While cross-validation is a useful technique for evaluating model performance, it is not without its limitations. If we don’t choose the CV methods as per the data needs, it can impact the advantages it has to offer.

Modern Application: Large Language Models

Cross-validation is especially important for large language models (LLMs) because they are often trained on massive datasets with millions or even billions of examples. Such large datasets can be challenging to work with, as it can be difficult to know if the model is truly generalizing well to new examples or if it has simply memorized the training set.

Cross validation can also help us tune the hyperparameters of the model, such as the learning rate, batch size, and regularization strength, to improve its performance. By experimenting with different hyperparameter settings and using cross-validation to evaluate the results, we can find the best combination of hyperparameters for our specific task and dataset. There are many pre-trained models available like BERT, which we can fine tune using a cross validation process.

Keeping the purpose of this article in mind, in this section we will only explore one part of cross validation in LLMs. Here we will create a text classification model using BERT and use K-fold cross validation to measure the accuracy of our model with different subset of the data.

Get the Data & Clean

Get the data and preprocess using tokenization, padding, and encoding the text data.

import pandas as pd
import nltk
import re
from nltk.corpus import stopwords

twitter_df = pd.read_csv("/content/twitter_training.csv",header=None)
col=['id','type','label','review']
twitter_df.columns=col
twitter_df['label'].replace({'Negative':0,'Irrelevant':1,'Neutral':2,'Positive':3},inplace=True)


nltk.download('punkt')
nltk.download('stopwords')
stop_words = set(stopwords.words('english'))

%%time
#Removes Punctuations
def remove_punctuations(data):
    punct_tag=re.compile(r'[^\w\s]')
    data=punct_tag.sub(r'',data)
    return data

#Removes HTML syntaxes
def remove_html(data):
    html_tag=re.compile(r'<.*?>')
    data=html_tag.sub(r'',data)
    return data

#Removes URL data
def remove_url(data):
    url_clean= re.compile(r"https://\S+|www\.\S+")
    data=url_clean.sub(r'',data)
    return data

#Removes Emojis
def remove_emoji(data):
    emoji_clean= re.compile("["
                           u"\U0001F600-\U0001F64F" 
                           u"\U0001F300-\U0001F5FF" 
                           u"\U0001F680-\U0001F6FF" 
                           u"\U0001F1E0-\U0001F1FF" 
                           u"\U00002702-\U000027B0"
                           u"\U000024C2-\U0001F251"
                           "]+", flags=re.UNICODE)
    data=emoji_clean.sub(r'',data)
    url_clean= re.compile(r"https://\S+|www\.\S+")
    data=url_clean.sub(r'',data)
    return data

#remove stopwords
stop_words.add('subject')
stop_words.add('http')

def remove_stopwords(text):
    return " ".join([word for word in str(text).split() if word not in stop_words])

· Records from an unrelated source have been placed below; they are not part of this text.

use serde::{Deserialize, Serialize};

// ============================================================================
// Narration service wire models
// ============================================================================

/// Body of POST /narrate.
#[derive(Debug, Clone, Serialize)]
pub struct NarrationRequest {
    pub text: String,

    #[serde(rename = "voiceId", skip_serializing_if = "Option::is_none")]
    pub voice_id: Option<String>,
}

/// A stored narration, as the service returns it (camelCase JSON).
///
/// POST /narrate answers a subset of these fields; GET /narrations answers
/// all of them, so everything past `text` is optional here.
#[derive(Debug, Clone, PartialEq, Serialize, Deserialize)]
#[serde(rename_all = "camelCase")]
pub struct NarrationRecord {
    pub id: String,
    pub user_id: String,
    pub text: String,

    #[serde(default)]
    pub voice_id: Option<String>,
    #[serde(default)]
    pub audio_url: Option<String>,
    #[serde(default)]
    pub created_at: Option<String>,
    #[serde(default)]
    pub status: Option<String>,
    #[serde(default)]
    pub word_count: Option<u32>,
}

/// GET /health payload.
#[derive(Debug, Clone, Deserialize)]
pub struct HealthStatus {
    pub status: String,
    pub timestamp: String,
    pub service: String,
}

/// DELETE /narrations/:id acknowledgement.
#[derive(Debug, Clone, Deserialize)]
pub struct DeleteAck {
    pub success: bool,
    pub id: String,
}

twitter_df['review'] = twitter_df['review'].apply(lambda z: remove_stopwords(z))    
twitter_df['review']=twitter_df['review'].apply(lambda z: remove_punctuations(z))
twitter_df['review']=twitter_df['review'].apply(lambda z: remove_html(z))
twitter_df['review']=twitter_df['review'].apply(lambda z: remove_url(z))
twitter_df['review']=twitter_df['review'].apply(lambda z: remove_emoji(z))

twitter_d = twitter_df[['review','label']]
import tensorflow as tf

X = twitter_d['review']
Y = twitter_d['label']
Y = tf.keras.utils.to_categorical(Y)

Preprocessing the Data

Preprocess the data by using tokenizer, encoder, etc.

from tensorflow.keras.preprocessing.text import Tokenizer
from tensorflow.keras.preprocessing.sequence import pad_sequences
from collections import Counter

unique_words = Counter()
twitter_d['review']=twitter_d['review'].str.lower().str.split()
out = Counter(twitter_d['review'].explode())
max_sequence_len = 0
vocab_size = len(out)

tokenizer = Tokenizer(num_words=vocab_size)
tokenizer.fit_on_texts(twitter_d['review'])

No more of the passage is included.